__Excerpted records__.
******
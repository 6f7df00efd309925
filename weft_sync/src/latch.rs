use tokio_util::sync::CancellationToken;

/// A synchronization primitive that can be released exactly once, notifying
/// every associated [`Gate`]. Useful for one-shot completion signals, such as
/// a single-task worker telling its host process that the work is done.
///
/// ```
/// use weft_sync::Latch;
///
/// # tokio_test::block_on(async {
/// let latch = Latch::new();
/// let gate = latch.gate();
///
/// tokio::spawn(async move {
///     // ... perform the one-shot work ...
///     latch.release();
/// });
///
/// gate.opened().await;
/// # });
/// ```
#[derive(Debug, Default, Clone)]
pub struct Latch {
    token: CancellationToken,
}

/// A single-release barrier that opens when the associated [`Latch`] is
/// [released](Latch::release). Cheap to clone; any number of tasks may await
/// it, before or after the release.
#[derive(Debug, Clone)]
pub struct Gate {
    token: CancellationToken,
}

impl Latch {
    /// Returns a brand new, unreleased [`Latch`].
    pub fn new() -> Self {
        Self {
            token: CancellationToken::new(),
        }
    }

    /// Returns a new [`Gate`] associated with this latch. Multiple gates may
    /// be created and awaited independently.
    pub fn gate(&self) -> Gate {
        Gate {
            token: self.token.clone(),
        }
    }

    /// Permanently releases this latch, opening all associated [`Gate`]s.
    /// Repeated releases produce no additional effect.
    pub fn release(&self) {
        self.token.cancel();
    }

    /// Reports whether this latch has already been released.
    pub fn is_released(&self) -> bool {
        self.token.is_cancelled()
    }
}

impl Gate {
    /// Waits until the associated [`Latch`] is released. Completes
    /// immediately if the latch has already been released.
    pub async fn opened(&self) {
        self.token.cancelled().await;
    }

    /// Reports whether this gate is already open.
    pub fn is_open(&self) -> bool {
        self.token.is_cancelled()
    }
}
use std::sync::atomic::{AtomicU32, Ordering};
use std::sync::Arc;
use std::time::Duration;
use weft_bus::{
    handler_fn, Envelope, InProcessBus, MessageResult, Publish, Subscribe, Topic, TopicPattern,
};

fn probe() -> Envelope {
    Envelope::builder()
        .with_message_type("probe")
        .with_source("publisher")
        .build()
        .unwrap()
}

#[tokio::test(flavor = "multi_thread")]
async fn disposed_subscription_receives_nothing_further() {
    // Given: a deliberately slow handler, so deliveries stay in flight
    let bus = InProcessBus::default();
    let invocations = Arc::new(AtomicU32::new(0));
    let counter = Arc::clone(&invocations);
    let handler = handler_fn(move |_envelope| {
        let counter = Arc::clone(&counter);
        async move {
            counter.fetch_add(1, Ordering::Relaxed);
            tokio::time::sleep(Duration::from_millis(20)).await;
            MessageResult::Ack
        }
    });
    let subscription = bus
        .subscribe(TopicPattern::parse("burst").unwrap(), "burst", handler)
        .await
        .unwrap();

    // When: a burst of messages, disposed mid-stream
    for _ in 0..20 {
        bus.publish(&Topic::parse("burst").unwrap(), probe())
            .await
            .unwrap();
    }
    tokio::time::sleep(Duration::from_millis(30)).await;
    subscription.dispose().await;
    let invocations_at_disposal = invocations.load(Ordering::Relaxed);

    // Then: zero further handler invocations after dispose returns
    tokio::time::sleep(Duration::from_millis(100)).await;
    assert_eq!(invocations.load(Ordering::Relaxed), invocations_at_disposal);
    assert!(subscription.is_disposed());

    // Repeated disposal is a no-op
    subscription.dispose().await;
}

#[tokio::test(flavor = "multi_thread")]
async fn publishing_after_disposal_delivers_nowhere() {
    // Given
    let bus = InProcessBus::default();
    let invocations = Arc::new(AtomicU32::new(0));
    let counter = Arc::clone(&invocations);
    let handler = handler_fn(move |_envelope| {
        let counter = Arc::clone(&counter);
        async move {
            counter.fetch_add(1, Ordering::Relaxed);
            MessageResult::Ack
        }
    });
    let subscription = bus
        .subscribe(TopicPattern::parse("gone").unwrap(), "gone", handler)
        .await
        .unwrap();
    subscription.dispose().await;

    // When
    bus.publish(&Topic::parse("gone").unwrap(), probe())
        .await
        .unwrap();

    // Then
    tokio::time::sleep(Duration::from_millis(50)).await;
    assert_eq!(invocations.load(Ordering::Relaxed), 0);
}
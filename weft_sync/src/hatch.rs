use std::future::pending;
use std::time::Duration;
use tokio::select;
use tokio::sync::{mpsc, oneshot, Mutex as AsyncMutex};

/// A simplified request-response channel between asynchronous tasks: one
/// **owner task** holds the [`Hatch`] and serves requests for a resource `T`,
/// while any number of **requester tasks** hold cheap [`Fetcher`] clones.
///
/// The flow is deliberately error-less. A requester either receives the
/// resource, receives [`None`] when the communication broke down (the owner
/// went away, or dropped the request without serving it), or — via
/// [`Fetcher::await_value`] — accepts the risk of waiting forever. Breakage
/// caused by either side exiting is treated as a normal part of the process
/// lifecycle: it does not panic and is not logged.
///
/// # Example
///
/// ```
/// use weft_sync::Hatch;
///
/// # tokio_test::block_on(async {
/// let hatch: Hatch<u32> = Hatch::new();
/// let fetcher = hatch.fetcher();
///
/// tokio::spawn(async move {
///     let request = hatch.requested().await;
///     let _ = request.send(42);
/// });
///
/// assert_eq!(fetcher.fetch().await, Some(42));
/// # });
/// ```
#[derive(Debug)]
pub struct Hatch<T> {
    listener: AsyncMutex<mpsc::Receiver<oneshot::Sender<T>>>,
    template: mpsc::Sender<oneshot::Sender<T>>,
}

/// Allows asynchronously fetching the resource `T` from the owner of the
/// linked [`Hatch`]. Cheap to clone and pass between tasks.
#[derive(Debug, Clone)]
pub struct Fetcher<T> {
    requester: mpsc::Sender<oneshot::Sender<T>>,
}

impl<T> Hatch<T> {
    /// Creates a new [`Hatch`] from which any number of linked [`Fetcher`]s
    /// may be [spawned](Hatch::fetcher).
    pub fn new() -> Self {
        // No point buffering more than one request: every requester awaits
        // its response immediately after sending the request
        let (template, listener) = mpsc::channel(1);

        Self {
            listener: AsyncMutex::new(listener),
            template,
        }
    }

    /// Spawns a [`Fetcher`] linked to this hatch.
    pub fn fetcher(&self) -> Fetcher<T> {
        Fetcher {
            requester: self.template.clone(),
        }
    }

    /// Waits until the resource `T` is requested from any of the linked
    /// [`Fetcher`]s, then returns the one-off sender through which the
    /// resource should be passed back to the requester.
    ///
    /// Only one task may listen at a time (the nature of `mpsc` receivers).
    pub async fn requested(&self) -> oneshot::Sender<T> {
        let mut listener = self.listener.lock().await;

        listener.recv().await.expect(concat!(
            "the request channel of this hatch cannot be closed while the",
            " hatch exists: the hatch owns both the receiver and at least one",
            " sender, and never closes the receiver",
        ))
    }
}

impl<T> Default for Hatch<T> {
    fn default() -> Self {
        Self::new()
    }
}

impl<T> Fetcher<T> {
    /// Requests the resource `T` from the owner of the linked [`Hatch`].
    /// Returns [`None`] on any communication failure (the hatch no longer
    /// exists, or the request was dropped without a response).
    pub async fn fetch(&self) -> Option<T> {
        let (sender, receiver) = oneshot::channel();

        // Silently give up if the linked hatch no longer exists
        if self.requester.send(sender).await.is_err() {
            return None;
        }

        receiver.await.ok()
    }

    /// Performs a [normal fetch](Fetcher::fetch), but gives up and returns
    /// [`None`] after the given `timeout`.
    pub async fn fetch_timeout(&self, timeout: Duration) -> Option<T> {
        select! {
            biased;
            value = self.fetch() => value,
            _ = tokio::time::sleep(timeout) => None,
        }
    }

    /// Requests the resource `T` and waits for it as long as it takes,
    /// potentially forever.
    ///
    /// This exerts useful backpressure when the requester is logically unable
    /// to proceed without the resource and the owner has a good reason to
    /// withhold it (e.g. a broker connection that cannot currently be
    /// established, or a fabric that has entered its spindown phase).
    pub async fn await_value(&self) -> T {
        if let Some(value) = self.fetch().await {
            return value;
        }

        // The linked hatch is gone; the caller accepted the risk of waiting
        // forever
        pending::<()>().await;
        unreachable!()
    }
}
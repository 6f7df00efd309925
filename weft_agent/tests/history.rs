use async_trait::async_trait;
use std::sync::Arc;
use std::time::Duration;
use weft_agent::protocol::{HistoryEntry, HistoryRequest, HistoryResponse};
use weft_agent::{
    AgentHost, HandlerContext, HandlerFault, HostConfig, OutboundReply, ProxyConfig, RequestProxy,
    Respond, SendError,
};
use weft_bus::{InProcessBus, Publish, Subscribe};

mod common;
use common::{spec, RecordingDisplay};

/// Serves canned history.
struct HistoryKeeper;

#[async_trait]
impl Respond<HistoryRequest> for HistoryKeeper {
    async fn respond(
        &self,
        request: HistoryRequest,
        _ctx: &HandlerContext,
    ) -> Result<OutboundReply, HandlerFault> {
        let entries = match request.session_id.as_deref() {
            Some("empty") => Vec::new(),
            _ => vec![HistoryEntry {
                role: "user".to_string(),
                content: "hello".to_string(),
            }],
        };

        Ok(OutboundReply::encode(&HistoryResponse { entries })?)
    }
}

#[tokio::test(flavor = "multi_thread")]
async fn history_requests_use_the_lazy_per_proxy_topic() {
    // Given
    let bus = Arc::new(InProcessBus::default());
    let config = HostConfig {
        agent_name: "keeper".to_string(),
        subscriptions: vec![spec("user.history.request", "keeper")],
    };
    let host = AgentHost::builder(config)
        .respond::<HistoryRequest, _>(HistoryKeeper)
        .build(
            Arc::clone(&bus) as Arc<dyn Publish>,
            Arc::clone(&bus) as Arc<dyn Subscribe>,
        )
        .unwrap();
    host.start().await.unwrap();

    let (display, _unsolicited) = RecordingDisplay::new();
    let proxy = RequestProxy::start(
        Arc::clone(&bus) as Arc<dyn Publish>,
        Arc::clone(&bus) as Arc<dyn Subscribe>,
        display,
        ProxyConfig {
            proxy_id: Some("proxy-a".to_string()),
            ..ProxyConfig::default()
        },
    )
    .await
    .unwrap();

    // When: two lookups; the second reuses the lazily registered
    // subscription
    let first = proxy
        .history(HistoryRequest::default(), Some(Duration::from_secs(5)))
        .await
        .unwrap();
    let second = proxy
        .history(
            HistoryRequest {
                session_id: Some("empty".to_string()),
            },
            Some(Duration::from_secs(5)),
        )
        .await
        .unwrap();

    // Then
    assert_eq!(first.entries.len(), 1);
    assert_eq!(first.entries[0].content, "hello");
    assert!(second.entries.is_empty());

    proxy.dispose().await;
    host.shutdown().await;
}

#[tokio::test(flavor = "multi_thread")]
async fn history_lookup_times_out_without_a_keeper() {
    // Given: nobody serves history
    let bus = Arc::new(InProcessBus::default());
    let (display, _unsolicited) = RecordingDisplay::new();
    let proxy = RequestProxy::start(
        Arc::clone(&bus) as Arc<dyn Publish>,
        Arc::clone(&bus) as Arc<dyn Subscribe>,
        display,
        ProxyConfig::default(),
    )
    .await
    .unwrap();

    // When
    let result = proxy
        .history(HistoryRequest::default(), Some(Duration::from_millis(50)))
        .await;

    // Then
    assert!(matches!(result, Err(SendError::NoReply)));

    proxy.dispose().await;
}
******
__What is needed__. Please print exactly what appears from the first line of the data through the line with "signals, such as", including both of those lines and nothing past them.

__Answer__.
repository 6f7df00efd309925
filename weft_sync/src/latch.rs
use tokio_util::sync::CancellationToken;

/// A synchronization primitive that can be released exactly once, notifying
/// every associated [`Gate`]. Useful for one-shot completion signals, such as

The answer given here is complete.